The castle of La Hulpe, built in French style in 1842, was purchased by Count Ernest Solvay in 1893 and transferred to the Belgian state by his grandson, Ernest-John Solvay, in 1968. It is surrounded by a 227-ha domain with pastures, woods and ponds, known as Domaine Solvay. The castle and the domain are today managed by the Walloon Region and the Domaine Solvay association. The domain was protected for its aesthetic value by Royal Decree on 10 June 1963, then registered on the Walloon main heritage list in 1993, and eventually listed as a Natura 2000 site. In 1988, the movie Le Maître de musique (The Music Teacher) by Gérard Corbiau, starring José Van Dam, was made in the castle and park of La Hulpe.

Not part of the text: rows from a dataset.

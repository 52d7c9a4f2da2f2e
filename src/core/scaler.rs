//! Static per-feature standardization asset.
//!
//! The asset is a JSON object `{ "mean": [..], "std": [..], "log_epsilon": .. }`
//! written by `eeg-blower fit-scaler` and loaded once at startup.

use serde::{Deserialize, Serialize};
use statrs::statistics::Statistics;
use std::path::Path;
use thiserror::Error;

/// Errors loading or fitting a [`Standardizer`].
#[derive(Debug, Error)]
pub enum ScalerError {
    #[error("failed to read scaler asset: {0}")]
    Io(#[from] std::io::Error),

    #[error("failed to parse scaler asset: {0}")]
    Parse(#[from] serde_json::Error),

    #[error("scaler mean has {mean} entries but std has {std}")]
    Mismatched { mean: usize, std: usize },

    #[error("scaler has {actual} features, extractor produces {expected}")]
    WrongLength { expected: usize, actual: usize },

    #[error("no training rows to fit")]
    Empty,

    #[error("training row {row} has {actual} values, expected {expected}")]
    Ragged {
        row: usize,
        expected: usize,
        actual: usize,
    },
}

/// Per-feature `(x - mean) / std` transform.
#[derive(Debug, Clone, PartialEq, Serialize, Deserialize)]
pub struct Standardizer {
    mean: Vec<f64>,
    std: Vec<f64>,
    /// Epsilon used for log compression when the asset was fitted
    #[serde(default, skip_serializing_if = "Option::is_none")]
    log_epsilon: Option<f64>,
}

impl Standardizer {
    /// Build from explicit vectors. Zero std entries are stored as 1.
    pub fn new(mean: Vec<f64>, std: Vec<f64>) -> Result<Self, ScalerError> {
        if mean.len() != std.len() {
            return Err(ScalerError::Mismatched {
                mean: mean.len(),
                std: std.len(),
            });
        }
        let std = std
            .into_iter()
            .map(|s| if s == 0.0 { 1.0 } else { s })
            .collect();
        Ok(Self {
            mean,
            std,
            log_epsilon: None,
        })
    }

    /// Record the log epsilon the features were compressed with.
    pub fn with_log_epsilon(mut self, eps: f64) -> Self {
        self.log_epsilon = Some(eps);
        self
    }

    /// Load an asset from disk.
    pub fn load(path: &Path) -> Result<Self, ScalerError> {
        let content = std::fs::read_to_string(path)?;
        let raw: Standardizer = serde_json::from_str(&content)?;
        let log_epsilon = raw.log_epsilon;
        let mut scaler = Standardizer::new(raw.mean, raw.std)?;
        scaler.log_epsilon = log_epsilon;
        Ok(scaler)
    }

    /// Write the asset as pretty JSON.
    pub fn save(&self, path: &Path) -> Result<(), ScalerError> {
        if let Some(parent) = path.parent() {
            if !parent.as_os_str().is_empty() {
                std::fs::create_dir_all(parent)?;
            }
        }
        let json = serde_json::to_string_pretty(self)?;
        std::fs::write(path, json)?;
        Ok(())
    }

    /// Fit population mean/std per column over the given rows.
    pub fn fit(rows: &[Vec<f64>]) -> Result<Self, ScalerError> {
        let first = rows.first().ok_or(ScalerError::Empty)?;
        let width = first.len();
        if let Some((row, r)) = rows.iter().enumerate().find(|(_, r)| r.len() != width) {
            return Err(ScalerError::Ragged {
                row,
                expected: width,
                actual: r.len(),
            });
        }

        let mut mean = Vec::with_capacity(width);
        let mut std = Vec::with_capacity(width);
        for col in 0..width {
            let column: Vec<f64> = rows.iter().map(|r| r[col]).collect();
            mean.push(column.iter().mean());
            std.push(column.iter().population_std_dev());
        }

        Standardizer::new(mean, std)
    }

    /// Number of features this asset covers.
    pub fn len(&self) -> usize {
        self.mean.len()
    }

    pub fn is_empty(&self) -> bool {
        self.mean.is_empty()
    }

    pub fn log_epsilon(&self) -> Option<f64> {
        self.log_epsilon
    }

    pub fn mean(&self) -> &[f64] {
        &self.mean
    }

    pub fn std(&self) -> &[f64] {
        &self.std
    }

    /// Standardize features in place. Lengths are checked at extractor construction.
    pub fn apply(&self, features: &mut [f64]) {
        for ((x, m), s) in features.iter_mut().zip(&self.mean).zip(&self.std) {
            *x = (*x - m) / s;
        }
    }
}
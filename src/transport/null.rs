//! Log-only sink used when no link is available.

use crate::transport::{Transport, TransportError};
use tracing::debug;

#[derive(Debug, Default)]
pub struct NullTransport {
    sent: u64,
}

impl NullTransport {
    pub fn new() -> Self {
        Self::default()
    }

    /// Commands accepted so far.
    pub fn sent(&self) -> u64 {
        self.sent
    }
}

impl Transport for NullTransport {
    fn describe(&self) -> String {
        "log only".to_string()
    }

    fn send(&mut self, command: u16) -> Result<(), TransportError> {
        self.sent += 1;
        debug!(command, "Actuator command (no active link)");
        Ok(())
    }

    fn close(&mut self) -> Result<(), TransportError> {
        Ok(())
    }
}
//! Windowed spectral feature extraction.
//!
//! Turns a [`RawWindow`] into the flat feature vector the classifier was
//! trained on. The layout is channel-then-bin: all kept bins of channel 0,
//! then all kept bins of channel 1, and so on.
//!
//! Per channel:
//! 1. keep the most recent `window_samples` samples
//! 2. subtract the mean, divide by the std unless the channel is flat
//! 3. apply a periodic Hann window
//! 4. forward FFT, keep the non-negative half
//! 5. power = |X[k]|², keep bins with `k·fs/N <= cutoff`
//! 6. optionally `log10(max(power, eps))`
//!
//! The concatenated vector is then optionally standardized with a static
//! [`Standardizer`].

use crate::acquisition::types::RawWindow;
use crate::config::{DspConfig, FeatureStrategy};
use crate::core::error::PipelineError;
use crate::core::scaler::{ScalerError, Standardizer};
use rustfft::{num_complex::Complex, Fft, FftPlanner};
use std::sync::Arc;

/// Stateless extractor. Everything derived from the configuration is
/// computed once in [`FeatureExtractor::new`].
pub struct FeatureExtractor {
    channels: usize,
    window_samples: usize,
    strategy: FeatureStrategy,
    log_power: bool,
    log_epsilon: f64,
    normalize_epsilon: f64,
    bins_per_channel: usize,
    expected_len: Option<usize>,
    hann: Vec<f64>,
    fft: Arc<dyn Fft<f64>>,
    standardizer: Option<Standardizer>,
}

impl FeatureExtractor {
    /// Create an extractor for the given settings.
    pub fn new(dsp: &DspConfig) -> Self {
        let mut planner = FftPlanner::new();
        let fft = planner.plan_fft_forward(dsp.window_samples);

        Self {
            channels: dsp.channels,
            window_samples: dsp.window_samples,
            strategy: dsp.strategy,
            log_power: dsp.log_power,
            log_epsilon: dsp.log_epsilon,
            normalize_epsilon: dsp.normalize_epsilon,
            bins_per_channel: bins_up_to(dsp.sample_rate_hz, dsp.window_samples, dsp.cutoff_hz),
            expected_len: dsp.expected_features,
            hann: periodic_hann(dsp.window_samples),
            fft,
            standardizer: None,
        }
    }

    /// Attach a standardization asset. Its length must equal [`feature_len`](Self::feature_len).
    pub fn with_standardizer(mut self, standardizer: Standardizer) -> Result<Self, ScalerError> {
        if standardizer.len() != self.feature_len() {
            return Err(ScalerError::WrongLength {
                expected: self.feature_len(),
                actual: standardizer.len(),
            });
        }
        self.standardizer = Some(standardizer);
        Ok(self)
    }

    /// Kept FFT bins per channel.
    pub fn bins_per_channel(&self) -> usize {
        self.bins_per_channel
    }

    /// Length of every feature vector this extractor produces.
    pub fn feature_len(&self) -> usize {
        match self.strategy {
            FeatureStrategy::Spectral => self.channels * self.bins_per_channel,
            FeatureStrategy::ChannelMean => self.channels,
        }
    }

    /// Samples per channel one window needs.
    pub fn window_samples(&self) -> usize {
        self.window_samples
    }

    /// Compute the feature vector for a window.
    pub fn extract(&self, window: &RawWindow) -> Result<Vec<f64>, PipelineError> {
        if window.channel_count() != self.channels {
            return Err(PipelineError::Shape(format!(
                "expected {} channels, got {}",
                self.channels,
                window.channel_count()
            )));
        }
        if window.len() < self.window_samples {
            return Err(PipelineError::InsufficientData {
                got: window.len(),
                need: self.window_samples,
            });
        }

        let start = window.len() - self.window_samples;
        let mut features = Vec::with_capacity(self.feature_len());
        for channel in window.channels() {
            let samples = &channel[start..];
            match self.strategy {
                FeatureStrategy::Spectral => self.channel_spectrum(samples, &mut features),
                FeatureStrategy::ChannelMean => features.push(mean(samples)),
            }
        }

        if let Some(expected) = self.expected_len {
            if features.len() != expected {
                return Err(PipelineError::Length {
                    expected,
                    actual: features.len(),
                });
            }
        }

        if let Some(ref scaler) = self.standardizer {
            scaler.apply(&mut features);
        }

        Ok(features)
    }

    fn channel_spectrum(&self, samples: &[f64], out: &mut Vec<f64>) {
        let mu = mean(samples);
        let sigma = std_dev(samples, mu);
        let scale = if sigma > self.normalize_epsilon {
            1.0 / sigma
        } else {
            1.0
        };

        let mut buffer: Vec<Complex<f64>> = samples
            .iter()
            .zip(&self.hann)
            .map(|(&s, &w)| Complex::new((s - mu) * scale * w, 0.0))
            .collect();
        self.fft.process(&mut buffer);

        out.extend(buffer[..self.bins_per_channel].iter().map(|c| {
            let power = c.norm_sqr();
            if self.log_power {
                power.max(self.log_epsilon).log10()
            } else {
                power
            }
        }));
    }
}

/// Number of bins `k` in `0..=n/2` with `k·fs/n <= cutoff`.
pub fn bins_up_to(sample_rate_hz: f64, n: usize, cutoff_hz: f64) -> usize {
    if n == 0 {
        return 0;
    }
    let resolution = sample_rate_hz / n as f64;
    (0..=n / 2)
        .take_while(|&k| k as f64 * resolution <= cutoff_hz)
        .count()
}

/// Periodic Hann window: `w[n] = 0.5 - 0.5·cos(2πn/N)`.
pub fn periodic_hann(n: usize) -> Vec<f64> {
    (0..n)
        .map(|i| 0.5 - 0.5 * (2.0 * std::f64::consts::PI * i as f64 / n as f64).cos())
        .collect()
}

fn mean(values: &[f64]) -> f64 {
    if values.is_empty() {
        return 0.0;
    }
    values.iter().sum::<f64>() / values.len() as f64
}

/// Population standard deviation around a known mean.
fn std_dev(values: &[f64], mean: f64) -> f64 {
    if values.is_empty() {
        return 0.0;
    }
    let variance = values.iter().map(|v| (v - mean).powi(2)).sum::<f64>() / values.len() as f64;
    variance.sqrt()
}

#[cfg(test)]
mod tests {
    use super::*;

    fn sine_window(channels: usize, n: usize, freq_hz: f64, fs: f64) -> RawWindow {
        let data = (0..channels)
            .map(|c| {
                (0..n)
                    .map(|i| {
                        let t = i as f64 / fs;
                        (c as f64 + 1.0) * (2.0 * std::f64::consts::PI * freq_hz * t).sin()
                    })
                    .collect()
            })
            .collect();
        RawWindow::from_channels(data).unwrap()
    }

    #[test]
    fn test_bin_count_default_settings() {
        assert_eq!(bins_up_to(256.0, 512, 66.0), 133);
        let extractor = FeatureExtractor::new(&DspConfig::default());
        assert_eq!(extractor.bins_per_channel(), 133);
        assert_eq!(extractor.feature_len(), 532);
    }

    #[test]
    fn test_bin_count_caps_at_nyquist() {
        assert_eq!(bins_up_to(256.0, 512, 1000.0), 257);
        assert_eq!(bins_up_to(256.0, 512, 0.0), 1);
    }

    #[test]
    fn test_periodic_hann() {
        let w = periodic_hann(4);
        assert!((w[0] - 0.0).abs() < 1e-12);
        assert!((w[1] - 0.5).abs() < 1e-12);
        assert!((w[2] - 1.0).abs() < 1e-12);
        assert!((w[3] - 0.5).abs() < 1e-12);
    }

    #[test]
    fn test_extract_length_and_determinism() {
        let extractor = FeatureExtractor::new(&DspConfig::default());
        let window = sine_window(4, 512, 10.0, 256.0);

        let a = extractor.extract(&window).unwrap();
        let b = extractor.extract(&window).unwrap();
        assert_eq!(a.len(), 532);
        assert_eq!(
            a.iter().map(|v| v.to_bits()).collect::<Vec<_>>(),
            b.iter().map(|v| v.to_bits()).collect::<Vec<_>>()
        );
    }

    #[test]
    fn test_peak_at_signal_frequency() {
        let extractor = FeatureExtractor::new(&DspConfig::default());
        let window = sine_window(4, 512, 10.0, 256.0);
        let features = extractor.extract(&window).unwrap();

        // 10 Hz at 0.5 Hz resolution is bin 20
        let ch0 = &features[..133];
        let peak = ch0
            .iter()
            .enumerate()
            .fold((0, f64::NEG_INFINITY), |acc, (i, &v)| if v > acc.1 { (i, v) } else { acc })
            .0;
        assert_eq!(peak, 20);
    }

    #[test]
    fn test_all_zero_window_is_log_epsilon() {
        let extractor = FeatureExtractor::new(&DspConfig::default());
        let window = RawWindow::from_channels(vec![vec![0.0; 512]; 4]).unwrap();
        let features = extractor.extract(&window).unwrap();
        assert!(features.iter().all(|&v| v == 1e-12f64.log10()));
    }

    #[test]
    fn test_constant_channel_is_finite() {
        let extractor = FeatureExtractor::new(&DspConfig::default());
        let window = RawWindow::from_channels(vec![vec![812.5; 512]; 4]).unwrap();
        let features = extractor.extract(&window).unwrap();
        assert!(features.iter().all(|v| v.is_finite()));
    }

    #[test]
    fn test_scale_invariance_after_normalization() {
        let window = sine_window(1, 512, 7.0, 256.0);
        let scaled = RawWindow::from_channels(vec![window
            .channel(0)
            .unwrap()
            .iter()
            .map(|v| v * 40.0 + 3.0)
            .collect()])
        .unwrap();

        let dsp = DspConfig {
            channels: 1,
            ..DspConfig::default()
        };
        let extractor = FeatureExtractor::new(&dsp);
        let a = extractor.extract(&window).unwrap();
        let b = extractor.extract(&scaled).unwrap();
        for (x, y) in a.iter().zip(&b) {
            assert!((x - y).abs() < 1e-6);
        }
    }

    #[test]
    fn test_uses_most_recent_samples() {
        let extractor = FeatureExtractor::new(&DspConfig::default());
        let recent = sine_window(4, 512, 12.0, 256.0);
        let longer = RawWindow::from_channels(
            recent
                .channels()
                .map(|ch| {
                    let mut v = vec![5000.0; 100];
                    v.extend_from_slice(ch);
                    v
                })
                .collect(),
        )
        .unwrap();

        assert_eq!(
            extractor.extract(&recent).unwrap(),
            extractor.extract(&longer).unwrap()
        );
    }

    #[test]
    fn test_wrong_channel_count_is_shape_error() {
        let extractor = FeatureExtractor::new(&DspConfig::default());
        let window = RawWindow::from_channels(vec![vec![0.0; 512]; 3]).unwrap();
        assert!(matches!(
            extractor.extract(&window),
            Err(PipelineError::Shape(_))
        ));
    }

    #[test]
    fn test_short_window_is_insufficient() {
        let extractor = FeatureExtractor::new(&DspConfig::default());
        let window = RawWindow::from_channels(vec![vec![0.0; 400]; 4]).unwrap();
        assert_eq!(
            extractor.extract(&window),
            Err(PipelineError::InsufficientData { got: 400, need: 512 })
        );
    }

    #[test]
    fn test_expected_feature_count_enforced() {
        let dsp = DspConfig {
            strategy: FeatureStrategy::ChannelMean,
            channels: 2,
            window_samples: 2,
            expected_features: Some(5),
            ..DspConfig::default()
        };
        let window = RawWindow::from_channels(vec![vec![1.0, 1.0], vec![2.0, 2.0]]).unwrap();
        assert_eq!(
            FeatureExtractor::new(&dsp).extract(&window),
            Err(PipelineError::Length {
                expected: 5,
                actual: 2
            })
        );

        let dsp = DspConfig {
            expected_features: Some(2),
            ..dsp
        };
        assert_eq!(
            FeatureExtractor::new(&dsp).extract(&window).unwrap(),
            vec![1.0, 2.0]
        );
    }

    #[test]
    fn test_channel_mean_strategy() {
        let dsp = DspConfig {
            strategy: FeatureStrategy::ChannelMean,
            channels: 2,
            window_samples: 4,
            ..DspConfig::default()
        };
        let extractor = FeatureExtractor::new(&dsp);
        let window =
            RawWindow::from_channels(vec![vec![1.0, 2.0, 3.0, 4.0], vec![0.0, 0.0, 2.0, 2.0]])
                .unwrap();
        assert_eq!(extractor.feature_len(), 2);
        assert_eq!(extractor.extract(&window).unwrap(), vec![2.5, 1.0]);
    }

    #[test]
    fn test_standardizer_applied_and_length_checked() {
        let dsp = DspConfig {
            strategy: FeatureStrategy::ChannelMean,
            channels: 2,
            window_samples: 2,
            ..DspConfig::default()
        };
        let scaler = Standardizer::new(vec![1.0, 1.0], vec![2.0, 0.0]).unwrap();
        let extractor = FeatureExtractor::new(&dsp)
            .with_standardizer(scaler)
            .unwrap();
        let window = RawWindow::from_channels(vec![vec![3.0, 5.0], vec![2.0, 2.0]]).unwrap();
        assert_eq!(extractor.extract(&window).unwrap(), vec![1.5, 1.0]);

        let wrong = Standardizer::new(vec![0.0; 3], vec![1.0; 3]).unwrap();
        assert!(FeatureExtractor::new(&dsp).with_standardizer(wrong).is_err());
    }
}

The farm of the castle, built in 1833, is the seat of the Folon Foundation, inaugurated on 27 October 2000. Jean-Michel Folon (1934–2005) is mostly known as one of the most popular illustrators and poster designers of the second half of the 20th century. In the 1990s, Folon decided to create a foundation in the Solvay Domain, a place where he used to play when he was a young boy. He transferred to the foundation more than 300 of his works and organized their scenographic presentation in 15 rooms of the former farm. The foundation welcomed 80,000 visitors during its first year of existence.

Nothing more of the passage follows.